Why did they do it? They came because the economy in their country is "screwed." Even if you could land a "really good job" you'd earn $100/week max. Expenses there are the same as here, they said. Pepsi is $2. A hamburger is $5. Even one hundred a week wouldn't be enough. And the truth is: you are crazy to think you'll ever make more than $60/week.
What work will they do here, we wondered? "Anything!" was their emphatic, unequivocal reply in unison.
The three cousins--two men and a woman--left behind beloved family who are worried about them. For those loved ones they came to eke out enough money to build "a humble home" back in Honduras: perhaps a two room house. Oh yes, they want to go back to them. "It is good to be with your family," the young woman stated simply.
Young--all in their twenties--they were relentlessly robbed and extorted throughout the almost two week journey by train through Central American and, perhaps worse, through Mexico where they are also considered "illegal aliens." They were robbed by police, by train security, by gangs and by common thieves. When they finally made it to the U.S. border they had 200 pesos between them (less than $20) until a knife-wielding bandit took even that.
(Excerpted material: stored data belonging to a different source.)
use actix_web::{http::StatusCode, test};
use serde_json::Value;
use test_utils::*;

#[actix_web::test]
async fn experiences_are_paged_newest_first() {
    let ctx = TestApp::new();
    add_experiences(
        &ctx.store,
        vec![
            experience("First", (2019, 1, 1), false),
            experience("Second", (2021, 6, 1), false),
            experience("Third", (2023, 4, 1), false),
        ],
    )
    .await;
    let app = test::init_service(build_app(ctx.state.clone())).await;

    let req = test::TestRequest::get()
        .uri("/api/experiences?page=2&limit=2")
        .to_request();
    let body: Value = test::call_and_read_body_json(&app, req).await;

    assert_eq!(body["success"], true);
    assert_eq!(body["experiences"].as_array().unwrap().len(), 1);
    assert_eq!(body["experiences"][0]["title"], "First");
    assert_eq!(body["pagination"]["page"], 2);
    assert_eq!(body["pagination"]["limit"], 2);
    assert_eq!(body["pagination"]["totalItems"], 3);
    assert_eq!(body["pagination"]["totalPages"], 2);

    let req = test::TestRequest::get()
        .uri("/api/experiences?page=5&limit=2")
        .to_request();
    let body: Value = test::call_and_read_body_json(&app, req).await;
    assert_eq!(body["experiences"], serde_json::json!([]));
    assert_eq!(body["pagination"]["totalItems"], 3);
    assert_eq!(body["pagination"]["page"], 5);
}

#[actix_web::test]
async fn list_limit_is_clamped_and_garbage_falls_back() {
    let ctx = TestApp::new();
    let app = test::init_service(build_app(ctx.state.clone())).await;

    let req = test::TestRequest::get()
        .uri("/api/experiences?page=abc&limit=500")
        .to_request();
    let body: Value = test::call_and_read_body_json(&app, req).await;
    assert_eq!(body["pagination"]["page"], 1);
    assert_eq!(body["pagination"]["limit"], 50);

    let req = test::TestRequest::get()
        .uri("/api/projects?limit=-3")
        .to_request();
    let body: Value = test::call_and_read_body_json(&app, req).await;
    assert_eq!(body["pagination"]["limit"], 1);
    assert_eq!(body["projects"], serde_json::json!([]));
    assert_eq!(body["pagination"]["totalPages"], 0);
}

#[actix_web::test]
async fn hidden_experiences_are_invisible() {
    let ctx = TestApp::new();
    let ids = add_experiences(
        &ctx.store,
        vec![
            experience("Visible", (2020, 1, 1), false),
            experience("Hidden", (2022, 1, 1), true),
        ],
    )
    .await;
    let (visible_id, hidden_id) = (ids[0], ids[1]);
    let app = test::init_service(build_app(ctx.state.clone())).await;

    let req = test::TestRequest::get().uri("/api/experiences").to_request();
    let body: Value = test::call_and_read_body_json(&app, req).await;
    assert_eq!(body["pagination"]["totalItems"], 1);
    assert_eq!(body["experiences"][0]["title"], "Visible");

    let req = test::TestRequest::get()
        .uri(&format!("/api/experiences/{visible_id}"))
        .to_request();
    let resp = test::call_service(&app, req).await;
    assert_eq!(resp.status(), StatusCode::OK);
    let body: Value = test::read_body_json(resp).await;
    assert_eq!(body["title"], "Visible");
    assert_eq!(body["tags"][0]["name"], "Rust");

    let req = test::TestRequest::get()
        .uri(&format!("/api/experiences/{hidden_id}"))
        .to_request();
    let resp = test::call_service(&app, req).await;
    assert_eq!(resp.status(), StatusCode::NOT_FOUND);
}

#[actix_web::test]
async fn experience_lookup_distinguishes_bad_and_missing_ids() {
    let ctx = TestApp::new();
    let app = test::init_service(build_app(ctx.state.clone())).await;

    let req = test::TestRequest::get().uri("/api/experiences/abc").to_request();
    let resp = test::call_service(&app, req).await;
    assert_eq!(resp.status(), StatusCode::BAD_REQUEST);
    let body: Value = test::read_body_json(resp).await;
    assert_eq!(body["success"], false);
    assert_eq!(body["message"], "Invalid ID format");

    let req = test::TestRequest::get().uri("/api/experiences/999").to_request();
    let resp = test::call_service(&app, req).await;
    assert_eq!(resp.status(), StatusCode::NOT_FOUND);
    let body: Value = test::read_body_json(resp).await;
    assert_eq!(body["message"], "Experience not found");
}

#[actix_web::test]
async fn projects_list_featured_first_and_filters() {
    let ctx = TestApp::new();
    add_projects(
        &ctx.store,
        vec![
            project("Ranked first", 1, false),
            project("Featured late", 5, true),
            project("Featured early", 2, true),
        ],
    )
    .await;
    let app = test::init_service(build_app(ctx.state.clone())).await;

    let req = test::TestRequest::get().uri("/api/projects").to_request();
    let body: Value = test::call_and_read_body_json(&app, req).await;
    let titles: Vec<&str> = body["projects"]
        .as_array()
        .unwrap()
        .iter()
        .map(|p| p["title"].as_str().unwrap())
        .collect();
    assert_eq!(titles, vec!["Featured early", "Featured late", "Ranked first"]);

    let req = test::TestRequest::get()
        .uri("/api/projects?featured=true")
        .to_request();
    let body: Value = test::call_and_read_body_json(&app, req).await;
    assert_eq!(body["pagination"]["totalItems"], 2);
}

#[actix_web::test]
async fn blogs_list_only_published_posts() {
    let ctx = TestApp::new();
    add_blogs(
        &ctx.store,
        vec![blog("Draft Post", false), blog("Published Post", true)],
    )
    .await;
    let app = test::init_service(build_app(ctx.state.clone())).await;

    let req = test::TestRequest::get().uri("/api/blogs").to_request();
    let body: Value = test::call_and_read_body_json(&app, req).await;

    assert_eq!(body["pagination"]["totalItems"], 1);
    assert_eq!(body["blogs"][0]["slug"], "published-post");
    assert_eq!(body["pagination"]["limit"], 9);
}

#[actix_web::test]
async fn tech_tags_are_deduplicated_and_sorted() {
    let ctx = TestApp::new();
    add_experiences(&ctx.store, vec![experience("Engineer", (2020, 1, 1), false)]).await;
    add_projects(&ctx.store, vec![project("Sites", 1, true)]).await;
    add_blogs(&ctx.store, vec![blog("Notes", true)]).await;

    let mut go = project("Services", 2, false);
    go.tags = vec![tag("Go", true), tag("Rust", false)];
    add_projects(&ctx.store, vec![go]).await;

    let app = test::init_service(build_app(ctx.state.clone())).await;
    let req = test::TestRequest::get().uri("/api/tech-tags").to_request();
    let body: Value = test::call_and_read_body_json(&app, req).await;

    assert_eq!(
        body,
        serde_json::json!([
            {"name": "Go", "iconUrl": "/images/tags/icon/go.svg"},
            {"name": "Rust", "iconUrl": "/images/tags/icon/rust.svg"}
        ])
    );
    assert_eq!(ctx.store.tags().len(), 3);
}

#[actix_web::test]
async fn trailing_slash_is_normalized() {
    let ctx = TestApp::new();
    let app = test::init_service(build_app(ctx.state.clone())).await;

    let req = test::TestRequest::get().uri("/api/experiences/").to_request();
    let resp = test::call_service(&app, req).await;
    assert_eq!(resp.status(), StatusCode::OK);
}
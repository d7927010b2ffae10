use actix_web::web;

use crate::handlers::{pages, sitemap, system};

pub fn config_routes(cfg: &mut web::ServiceConfig) {
    cfg.service(
        web::resource("/projects")
            .route(web::get().to(pages::projects))
    )
    .service(
        web::resource("/blog")
            .route(web::get().to(pages::blog_index))
    )
    .service(
        web::resource("/blog/{slug}")
            .route(web::get().to(pages::blog_post))
    )
    .service(
        web::resource("/sitemap.xml")
            .route(web::get().to(sitemap::sitemap))
    )
    .service(
        web::resource("/health")
            .route(web::get().to(system::health_check))
    );
}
They hopped trains to make the journey. They saw a woman who fell as she was severed at the waist when the train bisected her. They saw a man lose his foot to the train. One of them fell from the train himself and injured his leg, but he can still walk with pain. They want to continue north on trains to find relatives who will shelter them in the U.S. They'll need warmer clothing so as not to freeze, we cautioned.
They arrived with nothing but the clothes they were wearing. No bag. No nothing.
I hugged the woman when I excused myself. "It is much harder on women," her cousin choked with clouded eyes. I fear now that she was raped. I could not ask. Were her cousins forced to watch the violation? It wouldn't be right to ask.
They are not angry.
I am angry. Why are they not angry?
With all that is in me, I hope and pray that stories like theirs never lose their power to move me.